Department of Physiology of Visceral Function, Nagasaki University Graduate School of Biomedical Sciences, Nagasaki, Japan.

Background

Electrical storm (ES) is a life-threatening emergency in patients at high risk of ventricular tachycardia/ventricular fibrillation (VF), but the pathophysiology and molecular basis are poorly understood.

Objective

The purpose of this study was to explore the electrophysiological substrate for experimental ES.

Methods

A model was created by inducing chronic complete atrioventricular block in defibrillator-implanted rabbits, which recapitulates QT prolongation, torsades des pointes (TdP), and VF episodes.

Results

Optical mapping revealed island-like regions with action potential duration (APD) prolongation in the left ventricle, leading to increased spatial APD dispersion, in rabbits with ES (defined as ≥3 VF episodes/24 h). The maximum APD and its dispersion correlated with the total number of VF episodes in vivo. TdP was initiated by an ectopic beat that failed to enter the island and formed a reentrant wave and perpetuated by rotors whose centers swirled in the periphery of the island. Epinephrine exacerbated the island by prolonging APD and enhancing APD dispersion, which was less evident after late Na⁺ current blockade with 10 μM ranolazine. Nonsustained ventricular tachycardia in a non-ES rabbit heart with homogeneous APD prolongation resulted from multiple foci with an electrocardiographic morphology different from TdP driven by drifting rotors in ES rabbit hearts. The neuronal Na⁺-channel subunit Na_V1.8 was upregulated in ES rabbit left ventricular tissues and expressed within the myocardium corresponding to the island location in optically mapped ES rabbit hearts.
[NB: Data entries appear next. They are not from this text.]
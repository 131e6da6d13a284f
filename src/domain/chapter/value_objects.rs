//! Chapter Context - Value Objects

use serde::{Deserialize, Serialize};
use std::str::FromStr;

use super::errors::{ChapterCodeError, FormatViolation};

/// 章节代码固定长度
pub const CODE_LEN: usize = 6;

/// 章节代码
///
/// 六位十进制数字:
/// - 第 0 位: 季号，1 表示无分季
/// - 第 1-4 位: 章节整数部分，补零到 4 位
/// - 第 5 位: 小数位，0 表示整章
///
/// 不变量: 构造成功后内容一定是 6 个 ASCII 数字
#[derive(Debug, Clone, PartialEq, Eq, Hash, Serialize, Deserialize)]
#[serde(try_from = "String", into = "String")]
pub struct ChapterCode(String);

impl ChapterCode {
    pub fn parse(code: &str) -> Result<Self, ChapterCodeError> {
        let len = code.chars().count();
        if len != CODE_LEN {
            return Err(ChapterCodeError::invalid_format(
                code,
                FormatViolation::Length(len),
            ));
        }

        if let Some((position, found)) = code
            .chars()
            .enumerate()
            .find(|(_, ch)| !ch.is_ascii_digit())
        {
            return Err(ChapterCodeError::invalid_format(
                code,
                FormatViolation::NonDigit { position, found },
            ));
        }

        Ok(Self(code.to_string()))
    }

    pub fn as_str(&self) -> &str {
        &self.0
    }

    #[inline]
    fn digit(&self, index: usize) -> u8 {
        self.0.as_bytes()[index] - b'0'
    }

    /// 季号（第一位）
    pub fn season_digit(&self) -> u8 {
        self.digit(0)
    }

    /// 章节整数部分，前导零已去除
    pub fn chapter_number(&self) -> u16 {
        self.0.as_bytes()[1..CODE_LEN - 1]
            .iter()
            .fold(0u16, |acc, b| acc * 10 + u16::from(b - b'0'))
    }

    /// 小数位（最后一位）
    pub fn decimal_digit(&self) -> u8 {
        self.digit(CODE_LEN - 1)
    }

    /// 是否需要 `-index-N` 后缀
    pub fn has_index(&self) -> bool {
        self.season_digit() != 1
    }

    /// 是否为整章（无小数部分）
    pub fn is_whole(&self) -> bool {
        self.decimal_digit() == 0
    }
}

impl FromStr for ChapterCode {
    type Err = ChapterCodeError;

    fn from_str(s: &str) -> Result<Self, Self::Err> {
        Self::parse(s)
    }
}

impl TryFrom<String> for ChapterCode {
    type Error = ChapterCodeError;

    fn try_from(value: String) -> Result<Self, Self::Error> {
        Self::parse(&value)
    }
}

impl TryFrom<&str> for ChapterCode {
    type Error = ChapterCodeError;

    fn try_from(value: &str) -> Result<Self, Self::Error> {
        Self::parse(value)
    }
}

impl From<ChapterCode> for String {
    fn from(code: ChapterCode) -> Self {
        code.0
    }
}

impl std::fmt::Display for ChapterCode {
    fn fmt(&self, f: &mut std::fmt::Formatter<'_>) -> std::fmt::Result {
        write!(f, "{}", self.0)
    }
}

#[cfg(test)]
mod tests {
    use super::*;

    #[test]
    fn test_parse_splits_fields() {
        let code = ChapterCode::parse("200235").unwrap();
        assert_eq!(code.season_digit(), 2);
        assert_eq!(code.chapter_number(), 23);
        assert_eq!(code.decimal_digit(), 5);
        assert!(code.has_index());
        assert!(!code.is_whole());
        assert_eq!(code.as_str(), "200235");
    }

    #[test]
    fn test_chapter_number_bounds() {
        assert_eq!(ChapterCode::parse("100000").unwrap().chapter_number(), 0);
        assert_eq!(ChapterCode::parse("199990").unwrap().chapter_number(), 9999);
    }

    #[test]
    fn test_default_season_has_no_index() {
        let code = ChapterCode::parse("100230").unwrap();
        assert!(!code.has_index());
        assert!(code.is_whole());
    }

    #[test]
    fn test_wrong_length_rejected() {
        for input in ["", "12", "10023", "1002300"] {
            let err = ChapterCode::parse(input).unwrap_err();
            assert_eq!(
                err,
                ChapterCodeError::invalid_format(
                    input,
                    FormatViolation::Length(input.chars().count())
                )
            );
        }
    }

    #[test]
    fn test_non_digit_reports_position() {
        let err = ChapterCode::parse("12345a").unwrap_err();
        assert_eq!(
            err,
            ChapterCodeError::invalid_format(
                "12345a",
                FormatViolation::NonDigit {
                    position: 5,
                    found: 'a'
                }
            )
        );

        assert!(ChapterCode::parse("1 0023").unwrap_err().is_invalid_format());
        assert!(ChapterCode::parse("-10023").unwrap_err().is_invalid_format());
    }

    #[test]
    fn test_multibyte_input_counted_by_chars() {
        // 六个字符但十二个字节
        let err = ChapterCode::parse("一二三四五六").unwrap_err();
        assert!(matches!(
            err,
            ChapterCodeError::InvalidFormat {
                violation: FormatViolation::NonDigit { position: 0, .. },
                ..
            }
        ));

        let err = ChapterCode::parse("１００２３０").unwrap_err();
        assert!(err.is_invalid_format());
    }

    #[test]
    fn test_from_str_and_try_from() {
        let a: ChapterCode = "100235".parse().unwrap();
        let b = ChapterCode::try_from(String::from("100235")).unwrap();
        let c = ChapterCode::try_from("100235").unwrap();
        assert_eq!(a, b);
        assert_eq!(b, c);
        assert!(ChapterCode::try_from("abc").is_err());
    }

    #[test]
    fn test_display_renders_raw_code() {
        let code = ChapterCode::parse("100010").unwrap();
        assert_eq!(code.to_string(), "100010");
    }

    #[test]
    fn test_serde_validates_on_deserialize() {
        let code = ChapterCode::parse("300120").unwrap();
        let json = serde_json::to_string(&code).unwrap();
        assert_eq!(json, "\"300120\"");

        let back: ChapterCode = serde_json::from_str(&json).unwrap();
        assert_eq!(back, code);

        assert!(serde_json::from_str::<ChapterCode>("\"30012\"").is_err());
        assert!(serde_json::from_str::<ChapterCode>("\"3001x0\"").is_err());
    }
}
The Na_V1.8 blocker A-803467 (10 mg/kg, intravenously) attenuated QT prolongation and suppressed epinephrine-evoked TdP.

Conclusion

A tissue island with enhanced refractoriness contributes to the generation of drifting rotors that underlies ES in this model. Na_V1.8-mediated late Na⁺ current merits further investigation as a contributor to the substrate for ES.

中文翻译：

由耐火岛锚定的转子驱动电风暴实验模型中的尖端扭转型室速

背景

电风暴 (ES) 是室性心动过速/心室颤动 (VF) 高危患者的危及生命的紧急情况，但其病理生理学和分子基础知之甚少。

客观的

本研究的目的是探索实验 ES 的电生理底物。

方法

通过在植入除颤器的兔子中诱导慢性完全房室传导阻滞创建了一个模型，该模型概括了 QT 延长、尖端扭转型室性心动过速 (TdP) 和 VF 发作。

结果

光学映射显示左心室的岛状区域具有动作电位持续时间 (APD) 延长，导致 ES 兔的空间 APD 分散增加（定义为 ≥ 3 次 VF 发作/24 小时）。最大 APD 及其离散度与体内 VF 发作的总数相关。TdP 由未能进入该岛的异位搏动引发并形成折返波，并由其中心在该岛外围旋转的转子持续存在。^{肾上腺素通过延长 APD 和增强 APD 弥散性来加重岛，这在晚期 Na +}后不太明显用 10 μM 雷诺嗪阻断电流。非 ES 兔心脏中的非持续性室性心动过速与均匀 APD 延长是由多个病灶引起的，其心电图形态不同于 ES 兔心脏中的漂移转子驱动的 TdP。神经元 Na ⁺ -通道亚基 Na _V 1.8 在 ES 兔左心室组织中上调，并在对应于光学映射 ES 兔心脏中岛位置的心肌内表达。Na _V 1.8 阻滞剂 A-803467（10 mg/kg，静脉注射）减弱 QT 间期延长并抑制肾上腺素诱发的 TdP。